TASK DETAILS ▸ Word for word, restate each entry in the listing below.

DATA SECTION ▸
===============
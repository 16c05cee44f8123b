//! Landing hero: typewriter headline, portrait card, and the two calls to
//! action (scroll to the journey, open the contact form).

use leptos::prelude::*;
use leptos_use::use_interval_fn;

const TYPE_WORDS: [&str; 3] = ["Intelligence.", "Automation.", "Efficiency."];

/// One state-machine step every 50ms; typing advances every other tick so a
/// character lands every ~100ms, deleting runs at full tick rate, and a
/// finished word holds for two seconds before unwinding.
const TICK_MS: u64 = 50;
const HOLD_TICKS: u16 = 40;

#[derive(Debug, Clone, Copy, PartialEq, Eq)]
enum Phase {
    Typing,
    Holding(u16),
    Deleting,
}

#[derive(Debug, Clone, Copy)]
struct TypeState {
    word: usize,
    len: usize,
    phase: Phase,
    ticks: u64,
}

impl TypeState {
    fn new() -> Self {
        TypeState {
            word: 0,
            len: 0,
            phase: Phase::Typing,
            ticks: 0,
        }
    }

    fn tick(&mut self, words: &[&str]) {
        self.ticks += 1;
        match self.phase {
            Phase::Typing => {
                if self.ticks % 2 != 0 {
                    return;
                }
                let target = words[self.word].len();
                if self.len < target {
                    self.len += 1;
                }
                if self.len == target {
                    self.phase = Phase::Holding(HOLD_TICKS);
                }
            }
            Phase::Holding(remaining) => {
                self.phase = if remaining == 0 {
                    Phase::Deleting
                } else {
                    Phase::Holding(remaining - 1)
                };
            }
            Phase::Deleting => {
                self.len = self.len.saturating_sub(1);
                if self.len == 0 {
                    self.word = (self.word + 1) % words.len();
                    self.phase = Phase::Typing;
                }
            }
        }
    }

    fn rendered<'a>(&self, words: &[&'a str]) -> &'a str {
        &words[self.word][..self.len]
    }
}

#[component]
fn Typewriter() -> impl IntoView {
    let state = RwSignal::new(TypeState::new());
    let _ = use_interval_fn(
        move || state.update(|s| s.tick(&TYPE_WORDS)),
        TICK_MS,
    );

    view! {
        <span class="text-blue-500 neon-text-blue font-bold tracking-tight">
            {move || state.with(|s| s.rendered(&TYPE_WORDS).to_string())}
            <span class="typewriter-caret">"|"</span>
        </span>
    }
}

#[component]
pub fn Hero(set_contact_open: WriteSignal<bool>) -> impl IntoView {
    view! {
        <div class="relative min-h-screen flex items-center pt-20 sm:pt-24 px-4 sm:px-6 overflow-hidden">
            <div class="absolute top-1/2 left-1/2 -translate-x-1/2 -translate-y-1/2 w-[500px] sm:w-[800px] h-[500px] sm:h-[800px] bg-blue-600/5 rounded-full blur-[100px] sm:blur-[160px] pointer-events-none"></div>

            <div class="max-w-7xl mx-auto w-full grid grid-cols-1 lg:grid-cols-2 gap-8 sm:gap-12 lg:gap-16 items-center relative z-10">
                <div class="space-y-4 sm:space-y-6 lg:space-y-8 text-center lg:text-left order-2 lg:order-1">
                    <h1 class="text-4xl sm:text-6xl md:text-7xl lg:text-8xl font-extrabold tracking-tighter leading-none text-white">
                        "Hi, I'm " <br />
                        <span class="bg-gradient-to-r from-blue-400 via-indigo-500 to-blue-600 bg-clip-text text-transparent">
                            "Aditya"
                        </span>
                    </h1>

                    <div class="text-2xl sm:text-3xl md:text-4xl lg:text-5xl font-light text-slate-400 tracking-tight">
                        "Delivering " <br class="sm:hidden" />
                        <Typewriter />
                    </div>

                    <p class="text-base sm:text-lg lg:text-xl text-slate-400 max-w-xl mx-auto lg:mx-0 leading-relaxed font-light px-2 sm:px-0">
                        "I craft data-driven solutions and intelligent automated systems
                        that empower the next generation of digital platforms."
                    </p>

                    <div class="flex flex-col sm:flex-row gap-4 sm:gap-6 pt-4 sm:pt-8 justify-center lg:justify-start">
                        <a
                            href="#journey"
                            class="group relative px-8 sm:px-10 py-3 sm:py-4 rounded-full bg-blue-600 text-white font-bold transition-all overflow-hidden text-sm sm:text-base"
                        >
                            <div class="absolute inset-0 w-full h-full bg-blue-400 transform scale-x-0 group-hover:scale-x-100 transition-transform origin-left duration-500"></div>
                            <span class="relative z-10">"See Journey"</span>
                        </a>
                        <button
                            on:click=move |_| set_contact_open.set(true)
                            class="px-8 sm:px-10 py-3 sm:py-4 rounded-full border border-white/10 text-white font-medium hover:bg-white/5 transition-all text-sm sm:text-base"
                        >
                            "Get in Touch"
                        </button>
                    </div>
                </div>

                <div class="flex justify-center lg:justify-end order-1 lg:order-2">
                    <div class="relative animate-float">
                        <div class="absolute -inset-4 bg-blue-600/20 rounded-full blur-[80px] sm:blur-[100px]"></div>
                        <div class="relative w-60 h-60 sm:w-72 sm:h-72 md:w-96 md:h-96 lg:w-[450px] lg:h-[450px] rounded-full overflow-hidden border border-white/10 p-2 glass-card">
                            <div class="w-full h-full rounded-full overflow-hidden">
                                <img
                                    src="/assets/portrait.png"
                                    alt="Aditya"
                                    class="w-full h-full object-cover grayscale brightness-90 hover:grayscale-0 transition-all duration-1000"
                                />
                            </div>
                        </div>
                        <div class="absolute top-6 sm:top-10 -right-2 sm:-right-4 hidden sm:block">
                            <div class="relative glass-card px-3 sm:px-4 py-2 sm:py-3 rounded-2xl rounded-bl-sm border border-blue-500/30 shadow-lg shadow-blue-500/10">
                                <div class="absolute -left-2 bottom-2 w-0 h-0 border-t-8 border-t-transparent border-r-8 border-r-slate-900/80 border-b-8 border-b-transparent"></div>
                                <div class="flex items-center gap-2">
                                    <div class="w-2 h-2 rounded-full bg-green-500 animate-pulse shadow-lg shadow-green-500/50"></div>
                                    <span class="text-white text-xs font-medium">"Online"</span>
                                </div>
                            </div>
                        </div>
                    </div>
                </div>
            </div>
        </div>
    }
}

#[cfg(test)]
mod tests {
    use super::*;

    const WORDS: [&str; 2] = ["ab", "xyz"];

    fn run_ticks(state: &mut TypeState, n: usize) {
        for _ in 0..n {
            state.tick(&WORDS);
        }
    }

    #[test]
    fn types_one_character_every_other_tick() {
        let mut state = TypeState::new();
        run_ticks(&mut state, 1);
        assert_eq!(state.rendered(&WORDS), "");
        run_ticks(&mut state, 1);
        assert_eq!(state.rendered(&WORDS), "a");
        run_ticks(&mut state, 2);
        assert_eq!(state.rendered(&WORDS), "ab");
        assert_eq!(state.phase, Phase::Holding(HOLD_TICKS));
    }

    #[test]
    fn holds_then_deletes_then_advances_word() {
        let mut state = TypeState::new();
        // Type "ab" fully, then sit out the hold.
        run_ticks(&mut state, 4);
        run_ticks(&mut state, HOLD_TICKS as usize + 1);
        assert_eq!(state.phase, Phase::Deleting);
        run_ticks(&mut state, 1);
        assert_eq!(state.rendered(&WORDS), "a");
        run_ticks(&mut state, 1);
        // Back to empty and on to the next word.
        assert_eq!(state.word, 1);
        assert_eq!(state.phase, Phase::Typing);
        assert_eq!(state.rendered(&WORDS), "");
    }

    #[test]
    fn wraps_around_the_word_list() {
        let mut state = TypeState::new();
        state.word = WORDS.len() - 1;
        state.len = 1;
        state.phase = Phase::Deleting;
        run_ticks(&mut state, 1);
        assert_eq!(state.word, 0);
    }
}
===============
SOLUTION TO THIS EXERCISE ▸
repository 16c05cee44f8123b
//! Landing hero: typewriter headline, portrait card, and the two calls to
//! action (scroll to the journey, open the contact form).

use leptos::prelude::*;
use leptos_use::use_interval_fn;

const TYPE_WORDS: [&str; 3] = ["Intelligence.", "Automation.", "Efficiency."];

/// One state-machine step every 50ms; typing advances every other tick so a
/// character lands every ~100ms, deleting runs at full tick rate, and a
/// finished word holds for two seconds before unwinding.
const TICK_MS: u64 = 50;
const HOLD_TICKS: u16 = 40;

#[derive(Debug, Clone, Copy, PartialEq, Eq)]
enum Phase {
    Typing,
    Holding(u16),
    Deleting,
}

#[derive(Debug, Clone, Copy)]
struct TypeState {
    word: usize,
    len: usize,
    phase: Phase,
    ticks: u64,
}

impl TypeState {
    fn new() -> Self {
        TypeState {
            word: 0,
            len: 0,
            phase: Phase::Typing,
            ticks: 0,
        }
    }

    fn tick(&mut self, words: &[&str]) {
        self.ticks += 1;
        match self.phase {
            Phase::Typing => {
                if self.ticks % 2 != 0 {
                    return;
                }
                let target = words[self.word].len();
                if self.len < target {
                    self.len += 1;
                }
                if self.len == target {
                    self.phase = Phase::Holding(HOLD_TICKS);
                }
            }
            Phase::Holding(remaining) => {
                self.phase = if remaining == 0 {
                    Phase::Deleting
                } else {
                    Phase::Holding(remaining - 1)
                };
            }
            Phase::Deleting => {
                self.len = self.len.saturating_sub(1);
                if self.len == 0 {
                    self.word = (self.word + 1) % words.len();
                    self.phase = Phase::Typing;
                }
            }
        }
    }

    fn rendered<'a>(&self, words: &[&'a str]) -> &'a str {
        &words[self.word][..self.len]
    }
}

#[component]
fn Typewriter() -> impl IntoView {
    let state = RwSignal::new(TypeState::new());
    let _ = use_interval_fn(
        move || state.update(|s| s.tick(&TYPE_WORDS)),
        TICK_MS,
    );

    view! {
        <span class="text-blue-500 neon-text-blue font-bold tracking-tight">
            {move || state.with(|s| s.rendered(&TYPE_WORDS).to_string())}
            <span class="typewriter-caret">"|"</span>
        </span>
    }
}

#[component]
pub fn Hero(set_contact_open: WriteSignal<bool>) -> impl IntoView {
    view! {
        <div class="relative min-h-screen flex items-center pt-20 sm:pt-24 px-4 sm:px-6 overflow-hidden">
            <div class="absolute top-1/2 left-1/2 -translate-x-1/2 -translate-y-1/2 w-[500px] sm:w-[800px] h-[500px] sm:h-[800px] bg-blue-600/5 rounded-full blur-[100px] sm:blur-[160px] pointer-events-none"></div>

            <div class="max-w-7xl mx-auto w-full grid grid-cols-1 lg:grid-cols-2 gap-8 sm:gap-12 lg:gap-16 items-center relative z-10">
                <div class="space-y-4 sm:space-y-6 lg:space-y-8 text-center lg:text-left order-2 lg:order-1">
                    <h1 class="text-4xl sm:text-6xl md:text-7xl lg:text-8xl font-extrabold tracking-tighter leading-none text-white">
                        "Hi, I'm " <br />
                        <span class="bg-gradient-to-r from-blue-400 via-indigo-500 to-blue-600 bg-clip-text text-transparent">
                            "Aditya"
                        </span>
                    </h1>

                    <div class="text-2xl sm:text-3xl md:text-4xl lg:text-5xl font-light text-slate-400 tracking-tight">
                        "Delivering " <br class="sm:hidden" />
                        <Typewriter />
                    </div>

                    <p class="text-base sm:text-lg lg:text-xl text-slate-400 max-w-xl mx-auto lg:mx-0 leading-relaxed font-light px-2 sm:px-0">
                        "I craft data-driven solutions and intelligent automated systems
                        that empower the next generation of digital platforms."
                    </p>

                    <div class="flex flex-col sm:flex-row gap-4 sm:gap-6 pt-4 sm:pt-8 justify-center lg:justify-start">
                        <a
                            href="#journey"
                            class="group relative px-8 sm:px-10 py-3 sm:py-4 rounded-full bg-blue-600 text-white font-bold transition-all overflow-hidden text-sm sm:text-base"
                        >
                            <div class="absolute inset-0 w-full h-full bg-blue-400 transform scale-x-0 group-hover:scale-x-100 transition-transform origin-left duration-500"></div>
                            <span class="relative z-10">"See Journey"</span>
                        </a>
                        <button
                            on:click=move |_| set_contact_open.set(true)
                            class="px-8 sm:px-10 py-3 sm:py-4 rounded-full border border-white/10 text-white font-medium hover:bg-white/5 transition-all text-sm sm:text-base"
                        >
                            "Get in Touch"
                        </button>
                    </div>
                </div>

                <div class="flex justify-center lg:justify-end order-1 lg:order-2">
                    <div class="relative animate-float">
                        <div class="absolute -inset-4 bg-blue-600/20 rounded-full blur-[80px] sm:blur-[100px]"></div>
                        <div class="relative w-60 h-60 sm:w-72 sm:h-72 md:w-96 md:h-96 lg:w-[450px] lg:h-[450px] rounded-full overflow-hidden border border-white/10 p-2 glass-card">
                            <div class="w-full h-full rounded-full overflow-hidden">
                                <img
                                    src="/assets/portrait.png"
                                    alt="Aditya"
                                    class="w-full h-full object-cover grayscale brightness-90 hover:grayscale-0 transition-all duration-1000"
                                />
                            </div>
                        </div>
                        <div class="absolute top-6 sm:top-10 -right-2 sm:-right-4 hidden sm:block">
                            <div class="relative glass-card px-3 sm:px-4 py-2 sm:py-3 rounded-2xl rounded-bl-sm border border-blue-500/30 shadow-lg shadow-blue-500/10">
                                <div class="absolute -left-2 bottom-2 w-0 h-0 border-t-8 border-t-transparent border-r-8 border-r-slate-900/80 border-b-8 border-b-transparent"></div>
                                <div class="flex items-center gap-2">
                                    <div class="w-2 h-2 rounded-full bg-green-500 animate-pulse shadow-lg shadow-green-500/50"></div>
                                    <span class="text-white text-xs font-medium">"Online"</span>
                                </div>
                            </div>
                        </div>
                    </div>
                </div>
            </div>
        </div>
    }
}

#[cfg(test)]
mod tests {
    use super::*;

    const WORDS: [&str; 2] = ["ab", "xyz"];

    fn run_ticks(state: &mut TypeState, n: usize) {
        for _ in 0..n {
            state.tick(&WORDS);
        }
    }

    #[test]
    fn types_one_character_every_other_tick() {
        let mut state = TypeState::new();
        run_ticks(&mut state, 1);
        assert_eq!(state.rendered(&WORDS), "");
        run_ticks(&mut state, 1);
        assert_eq!(state.rendered(&WORDS), "a");
        run_ticks(&mut state, 2);
        assert_eq!(state.rendered(&WORDS), "ab");
        assert_eq!(state.phase, Phase::Holding(HOLD_TICKS));
    }

    #[test]
    fn holds_then_deletes_then_advances_word() {
        let mut state = TypeState::new();
        // Type "ab" fully, then sit out the hold.
        run_ticks(&mut state, 4);
        run_ticks(&mut state, HOLD_TICKS as usize + 1);
        assert_eq!(state.phase, Phase::Deleting);
        run_ticks(&mut state, 1);
        assert_eq!(state.rendered(&WORDS), "a");
        run_ticks(&mut state, 1);
        // Back to empty and on to the next word.
        assert_eq!(state.word, 1);
        assert_eq!(state.phase, Phase::Typing);
        assert_eq!(state.rendered(&WORDS), "");
    }

    #[test]
    fn wraps_around_the_word_list() {
        let mut state = TypeState::new();
        state.word = WORDS.len() - 1;
        state.len = 1;
        state.phase = Phase::Deleting;
        run_ticks(&mut state, 1);
        assert_eq!(state.word, 0);
    }
}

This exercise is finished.